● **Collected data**
::::

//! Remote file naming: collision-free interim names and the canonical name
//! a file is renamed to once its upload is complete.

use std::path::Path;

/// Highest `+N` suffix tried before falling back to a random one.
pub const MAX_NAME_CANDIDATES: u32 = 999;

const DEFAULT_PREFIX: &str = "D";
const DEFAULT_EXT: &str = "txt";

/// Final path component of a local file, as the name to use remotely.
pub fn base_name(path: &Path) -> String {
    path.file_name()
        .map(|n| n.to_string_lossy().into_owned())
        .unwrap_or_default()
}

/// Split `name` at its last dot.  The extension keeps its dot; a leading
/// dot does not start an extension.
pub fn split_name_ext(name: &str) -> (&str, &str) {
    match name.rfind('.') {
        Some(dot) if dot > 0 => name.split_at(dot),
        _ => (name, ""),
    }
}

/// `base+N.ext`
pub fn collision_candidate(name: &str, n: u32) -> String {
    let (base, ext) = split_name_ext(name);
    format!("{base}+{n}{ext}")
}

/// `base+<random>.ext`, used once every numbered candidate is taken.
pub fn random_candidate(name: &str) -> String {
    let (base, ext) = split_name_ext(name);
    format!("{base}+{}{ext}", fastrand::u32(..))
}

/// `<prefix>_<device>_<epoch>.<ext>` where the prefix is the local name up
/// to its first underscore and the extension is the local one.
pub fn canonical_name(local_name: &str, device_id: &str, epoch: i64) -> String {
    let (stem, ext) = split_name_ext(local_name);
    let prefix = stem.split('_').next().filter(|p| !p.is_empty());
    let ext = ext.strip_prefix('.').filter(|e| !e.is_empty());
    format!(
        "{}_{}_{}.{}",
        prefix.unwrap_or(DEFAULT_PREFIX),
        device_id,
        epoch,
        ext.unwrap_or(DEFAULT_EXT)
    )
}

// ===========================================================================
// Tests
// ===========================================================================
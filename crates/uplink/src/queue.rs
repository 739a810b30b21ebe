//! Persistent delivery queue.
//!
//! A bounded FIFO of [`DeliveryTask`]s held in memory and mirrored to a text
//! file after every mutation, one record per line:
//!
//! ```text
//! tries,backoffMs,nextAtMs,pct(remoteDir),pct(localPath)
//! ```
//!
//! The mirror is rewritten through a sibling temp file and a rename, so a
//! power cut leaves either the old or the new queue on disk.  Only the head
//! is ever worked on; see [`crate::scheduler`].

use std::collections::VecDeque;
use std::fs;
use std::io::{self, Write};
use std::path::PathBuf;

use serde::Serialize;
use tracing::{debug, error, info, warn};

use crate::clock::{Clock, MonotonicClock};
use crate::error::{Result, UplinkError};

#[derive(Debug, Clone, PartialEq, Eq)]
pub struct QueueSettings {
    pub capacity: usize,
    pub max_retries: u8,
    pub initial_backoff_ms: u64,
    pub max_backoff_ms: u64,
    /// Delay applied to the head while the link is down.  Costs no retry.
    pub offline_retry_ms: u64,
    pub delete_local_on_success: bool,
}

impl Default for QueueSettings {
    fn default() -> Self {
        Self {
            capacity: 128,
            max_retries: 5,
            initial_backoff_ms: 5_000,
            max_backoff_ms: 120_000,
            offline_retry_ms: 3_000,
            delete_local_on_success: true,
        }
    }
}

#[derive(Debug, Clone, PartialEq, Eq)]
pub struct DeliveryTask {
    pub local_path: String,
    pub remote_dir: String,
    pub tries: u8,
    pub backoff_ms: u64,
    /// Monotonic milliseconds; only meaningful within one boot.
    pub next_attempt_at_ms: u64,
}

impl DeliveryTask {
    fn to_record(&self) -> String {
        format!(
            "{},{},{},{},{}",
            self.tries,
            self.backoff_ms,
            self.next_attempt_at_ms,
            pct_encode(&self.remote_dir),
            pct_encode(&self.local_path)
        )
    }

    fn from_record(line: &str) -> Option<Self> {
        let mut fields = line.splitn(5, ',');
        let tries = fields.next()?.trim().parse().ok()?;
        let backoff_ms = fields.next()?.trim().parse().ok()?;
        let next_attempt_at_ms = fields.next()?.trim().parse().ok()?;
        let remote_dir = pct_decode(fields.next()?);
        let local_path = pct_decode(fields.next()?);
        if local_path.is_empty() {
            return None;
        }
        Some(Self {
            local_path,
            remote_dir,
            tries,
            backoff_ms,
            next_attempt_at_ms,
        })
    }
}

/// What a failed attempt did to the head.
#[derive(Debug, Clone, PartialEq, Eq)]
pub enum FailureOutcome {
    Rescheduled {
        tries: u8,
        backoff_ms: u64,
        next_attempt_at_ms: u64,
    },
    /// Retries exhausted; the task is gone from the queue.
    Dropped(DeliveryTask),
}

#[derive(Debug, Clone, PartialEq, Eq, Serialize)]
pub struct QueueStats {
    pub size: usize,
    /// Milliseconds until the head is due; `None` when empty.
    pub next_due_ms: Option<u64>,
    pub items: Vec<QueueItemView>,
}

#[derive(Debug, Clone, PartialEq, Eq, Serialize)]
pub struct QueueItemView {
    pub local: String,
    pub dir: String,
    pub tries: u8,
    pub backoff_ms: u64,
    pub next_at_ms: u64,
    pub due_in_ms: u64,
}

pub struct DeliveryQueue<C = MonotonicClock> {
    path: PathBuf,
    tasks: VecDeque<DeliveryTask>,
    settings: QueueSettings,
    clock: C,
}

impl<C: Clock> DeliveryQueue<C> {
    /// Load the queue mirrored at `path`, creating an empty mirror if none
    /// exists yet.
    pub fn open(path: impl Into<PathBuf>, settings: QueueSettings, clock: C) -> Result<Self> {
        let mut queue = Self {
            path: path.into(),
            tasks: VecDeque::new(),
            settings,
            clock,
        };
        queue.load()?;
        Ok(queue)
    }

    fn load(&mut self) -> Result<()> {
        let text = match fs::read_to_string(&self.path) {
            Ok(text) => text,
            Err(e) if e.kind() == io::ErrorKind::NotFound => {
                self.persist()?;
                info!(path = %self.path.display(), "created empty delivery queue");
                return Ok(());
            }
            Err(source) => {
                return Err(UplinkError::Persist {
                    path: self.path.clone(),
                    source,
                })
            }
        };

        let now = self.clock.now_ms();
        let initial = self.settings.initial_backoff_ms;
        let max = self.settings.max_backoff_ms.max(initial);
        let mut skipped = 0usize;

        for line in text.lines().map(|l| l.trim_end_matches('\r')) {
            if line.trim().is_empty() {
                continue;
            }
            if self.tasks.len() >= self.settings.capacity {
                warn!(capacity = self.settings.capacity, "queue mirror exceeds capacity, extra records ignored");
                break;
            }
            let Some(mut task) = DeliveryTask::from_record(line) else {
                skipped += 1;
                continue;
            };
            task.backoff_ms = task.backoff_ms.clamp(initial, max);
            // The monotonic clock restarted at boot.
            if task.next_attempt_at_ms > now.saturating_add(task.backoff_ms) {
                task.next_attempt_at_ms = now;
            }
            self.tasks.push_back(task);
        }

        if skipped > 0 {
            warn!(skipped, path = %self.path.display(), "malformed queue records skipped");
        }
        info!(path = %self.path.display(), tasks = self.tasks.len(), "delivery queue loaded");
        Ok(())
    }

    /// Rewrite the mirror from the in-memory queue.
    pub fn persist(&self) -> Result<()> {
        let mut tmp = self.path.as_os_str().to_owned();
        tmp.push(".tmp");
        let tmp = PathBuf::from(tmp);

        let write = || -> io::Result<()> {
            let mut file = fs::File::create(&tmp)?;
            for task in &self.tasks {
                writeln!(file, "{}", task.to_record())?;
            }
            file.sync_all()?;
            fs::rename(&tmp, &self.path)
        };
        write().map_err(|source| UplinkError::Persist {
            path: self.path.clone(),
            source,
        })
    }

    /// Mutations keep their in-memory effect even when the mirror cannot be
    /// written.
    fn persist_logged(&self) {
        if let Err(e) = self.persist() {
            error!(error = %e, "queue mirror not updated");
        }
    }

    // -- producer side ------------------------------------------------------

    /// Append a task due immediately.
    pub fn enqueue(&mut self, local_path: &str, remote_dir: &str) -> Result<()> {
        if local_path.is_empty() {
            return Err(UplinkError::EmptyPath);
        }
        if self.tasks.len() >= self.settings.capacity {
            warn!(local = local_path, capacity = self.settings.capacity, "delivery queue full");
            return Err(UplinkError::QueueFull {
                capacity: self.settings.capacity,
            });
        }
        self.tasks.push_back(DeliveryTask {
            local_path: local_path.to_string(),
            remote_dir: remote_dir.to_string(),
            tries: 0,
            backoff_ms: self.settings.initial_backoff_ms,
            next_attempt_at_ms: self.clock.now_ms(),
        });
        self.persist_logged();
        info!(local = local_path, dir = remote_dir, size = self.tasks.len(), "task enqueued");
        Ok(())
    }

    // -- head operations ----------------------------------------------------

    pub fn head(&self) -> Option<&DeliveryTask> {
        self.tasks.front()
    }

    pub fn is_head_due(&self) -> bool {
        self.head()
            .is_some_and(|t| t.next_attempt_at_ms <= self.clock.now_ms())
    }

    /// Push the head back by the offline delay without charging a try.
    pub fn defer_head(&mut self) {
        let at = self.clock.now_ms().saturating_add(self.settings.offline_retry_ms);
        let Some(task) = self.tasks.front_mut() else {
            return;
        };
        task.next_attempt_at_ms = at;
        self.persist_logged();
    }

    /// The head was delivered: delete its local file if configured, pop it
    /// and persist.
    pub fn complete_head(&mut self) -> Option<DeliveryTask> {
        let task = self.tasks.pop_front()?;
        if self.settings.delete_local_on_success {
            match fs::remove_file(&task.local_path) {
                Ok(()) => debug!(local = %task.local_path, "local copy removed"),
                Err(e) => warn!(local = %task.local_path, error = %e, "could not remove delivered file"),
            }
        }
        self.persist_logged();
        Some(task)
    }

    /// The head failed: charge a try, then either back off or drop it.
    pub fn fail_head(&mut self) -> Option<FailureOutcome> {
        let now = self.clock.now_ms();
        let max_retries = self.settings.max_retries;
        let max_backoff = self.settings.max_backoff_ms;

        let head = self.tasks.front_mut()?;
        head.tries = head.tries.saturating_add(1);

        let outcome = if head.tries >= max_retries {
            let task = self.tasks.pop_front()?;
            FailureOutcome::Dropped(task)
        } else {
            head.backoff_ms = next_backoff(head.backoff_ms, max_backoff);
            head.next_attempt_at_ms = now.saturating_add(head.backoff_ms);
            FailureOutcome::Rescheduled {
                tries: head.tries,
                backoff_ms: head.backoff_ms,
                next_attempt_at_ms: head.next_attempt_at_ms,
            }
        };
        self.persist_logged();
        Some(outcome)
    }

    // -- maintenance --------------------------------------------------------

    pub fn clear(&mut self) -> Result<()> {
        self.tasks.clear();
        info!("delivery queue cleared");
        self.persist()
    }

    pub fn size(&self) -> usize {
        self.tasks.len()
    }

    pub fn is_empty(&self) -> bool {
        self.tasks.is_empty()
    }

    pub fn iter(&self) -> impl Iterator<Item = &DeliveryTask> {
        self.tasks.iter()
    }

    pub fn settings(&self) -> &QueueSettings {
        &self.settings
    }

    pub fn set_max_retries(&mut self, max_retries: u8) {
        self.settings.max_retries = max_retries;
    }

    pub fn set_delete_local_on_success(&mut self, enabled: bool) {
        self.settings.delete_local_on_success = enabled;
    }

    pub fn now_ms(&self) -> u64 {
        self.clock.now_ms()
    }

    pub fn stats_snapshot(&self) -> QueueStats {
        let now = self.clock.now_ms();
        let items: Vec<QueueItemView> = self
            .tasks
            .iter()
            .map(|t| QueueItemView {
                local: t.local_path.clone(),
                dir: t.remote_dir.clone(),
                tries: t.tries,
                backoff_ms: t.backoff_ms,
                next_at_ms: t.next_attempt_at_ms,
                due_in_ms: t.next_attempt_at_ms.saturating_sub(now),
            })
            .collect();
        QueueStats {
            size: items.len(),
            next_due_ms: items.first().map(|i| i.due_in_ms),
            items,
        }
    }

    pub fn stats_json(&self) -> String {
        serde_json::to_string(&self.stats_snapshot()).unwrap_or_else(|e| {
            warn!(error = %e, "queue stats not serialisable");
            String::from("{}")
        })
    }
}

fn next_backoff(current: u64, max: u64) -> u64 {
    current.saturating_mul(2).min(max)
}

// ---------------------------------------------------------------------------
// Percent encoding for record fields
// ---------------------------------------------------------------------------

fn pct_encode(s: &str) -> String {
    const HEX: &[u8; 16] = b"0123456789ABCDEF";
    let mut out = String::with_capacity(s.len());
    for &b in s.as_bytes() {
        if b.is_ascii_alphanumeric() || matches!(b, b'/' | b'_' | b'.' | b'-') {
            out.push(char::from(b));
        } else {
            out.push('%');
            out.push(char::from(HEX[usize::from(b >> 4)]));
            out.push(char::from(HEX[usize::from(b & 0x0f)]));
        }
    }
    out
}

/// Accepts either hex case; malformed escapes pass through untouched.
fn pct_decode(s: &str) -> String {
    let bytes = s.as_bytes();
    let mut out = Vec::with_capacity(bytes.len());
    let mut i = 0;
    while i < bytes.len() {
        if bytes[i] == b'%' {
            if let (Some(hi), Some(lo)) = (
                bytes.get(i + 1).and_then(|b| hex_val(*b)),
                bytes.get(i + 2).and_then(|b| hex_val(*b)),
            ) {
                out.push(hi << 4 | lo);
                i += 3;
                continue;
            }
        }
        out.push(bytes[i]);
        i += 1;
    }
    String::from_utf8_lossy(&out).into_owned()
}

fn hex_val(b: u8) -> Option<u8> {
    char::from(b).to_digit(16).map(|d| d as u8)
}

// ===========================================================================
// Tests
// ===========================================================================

::::

● **EXERCISE DETAILS**
Could you count how many lines in the records contain the word "QueueItemView"? Only the number is needed.

● **EXERCISE RESPONSE**
4